Resource
Scam source index
Review Olevo scam source index, including FTC-first guidance, FBI, IC3, USPIS, AARP, IdentityTheft.gov, ReportFraud.gov, and review rules for public pages.
Reviewed June 10, 2026
How Olevo chooses sources
Olevo uses public, consumer-facing guidance first. FTC consumer pages are preferred when they directly match the scam topic. FBI, IC3, USPIS, IdentityTheft.gov, Medicare, and agency-specific sources are used when they add reporting, cybercrime, postal, identity, or program context.
AARP is used as supplemental context when a page is current, topic-specific, and helpful for family support or practical scam-safety examples.
- Primary source preference: FTC and official government guidance.
- Supplemental source preference: topic-specific AARP, FBI, IC3, USPIS, or platform guidance.
- Review cadence: update Learn sources when a newer, broader, or more topic-specific source becomes available.
Core public sources
These public pages are the main source families used across Olevo Learn pages.
Current consumer scam warnings.
Fraud reporting.
Identity theft recovery.
Cybercrime reporting.
Postal scams.
Supplemental topic examples.
Trusted sources
ReportFraud.ftc.gov
Federal Trade Commission
FTC reporting intake collects scam reports and helps route information to law enforcement partners.

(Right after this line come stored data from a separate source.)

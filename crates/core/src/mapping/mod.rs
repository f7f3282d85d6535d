//! Path-mapping engine.
//!
//! Translates depot paths to workspace paths (and back) through an ordered
//! table of typed rules:
//! 1. **Rules** -- `[-|+]left right` text, tokenized with quote handling.
//! 2. **Patterns** -- `...`, `*` and `%%n` wildcards on each half.
//! 3. **Mapper** -- insertion-ordered table with translate, reverse and join.

mod join;
pub mod mapper;
pub mod pattern;
pub mod rule;
pub mod view_file;

pub use mapper::{Direction, PathMapper};
pub use pattern::{Pattern, Wildcard};
pub use rule::{PathRule, RuleKind};
pub use view_file::ViewFile;
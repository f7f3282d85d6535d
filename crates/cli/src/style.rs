//! Shared styling utilities for the CLI.

use console::Style;

use depotview_core::mapping::RuleKind;
use depotview_core::merge::ResolveOutcome;

/// Create a success-styled string (green with checkmark).
pub fn success(msg: &str) -> String {
    let style = Style::new().green();
    format!("{} {}", style.apply_to("✓"), msg)
}

/// Create an error-styled string (red with cross).
pub fn error(msg: &str) -> String {
    let style = Style::new().red();
    format!("{} {}", style.apply_to("✗"), msg)
}

/// Create a warning-styled string (yellow).
pub fn warn(msg: &str) -> String {
    let style = Style::new().yellow();
    format!("{} {}", style.apply_to("⚠"), msg)
}

/// Create a header-styled string (bold, white).
pub fn header(msg: &str) -> String {
    let style = Style::new().bold();
    style.apply_to(msg).to_string()
}

/// Create a dim-styled string.
pub fn dim(msg: &str) -> String {
    let style = Style::new().dim();
    style.apply_to(msg).to_string()
}

/// Rule kind label: include (green), exclude (red), overlay (blue).
pub fn kind(kind: RuleKind) -> String {
    let style = match kind {
        RuleKind::Include => Style::new().green(),
        RuleKind::Exclude => Style::new().red(),
        RuleKind::Overlay => Style::new().blue(),
    };
    style.apply_to(kind.to_string()).to_string()
}

/// Resolve outcome label.
pub fn outcome(outcome: ResolveOutcome) -> String {
    let style = match outcome {
        ResolveOutcome::Merged | ResolveOutcome::Yours | ResolveOutcome::Theirs => {
            Style::new().green().bold()
        }
        ResolveOutcome::Edit => Style::new().yellow().bold(),
        ResolveOutcome::Skip | ResolveOutcome::Quit => Style::new().dim(),
    };
    style.apply_to(outcome.to_string()).to_string()
}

What To Do if You Were Scammed
Federal Trade Commission
FTC guidance gives practical recovery steps by payment method, account exposure, identity exposure, and device access.
IdentityTheft.gov
Federal Trade Commission
FTC identity theft guidance helps people build a recovery plan after Social Security, account, or identity information is exposed.
Cryptocurrency and AI Scams Bilk Americans of Billions
Federal Bureau of Investigation
FBI IC3 reporting names phishing, spoofing, extortion, and investment schemes among the most reported complaint types.
Common questions
Why does Olevo prefer FTC sources?
FTC consumer guidance is public, consumer-facing, and directly focused on common fraud and reporting steps.
Why include AARP?
AARP can add current, topic-specific examples that are useful for family support and everyday scam-safety routines.
Are source links endorsements?
No. They are public references used to support scam education and reporting guidance.
How often should sources be reviewed?
Sources should be reviewed when scam patterns change or when newer FTC, agency, or topic-specific guidance is published.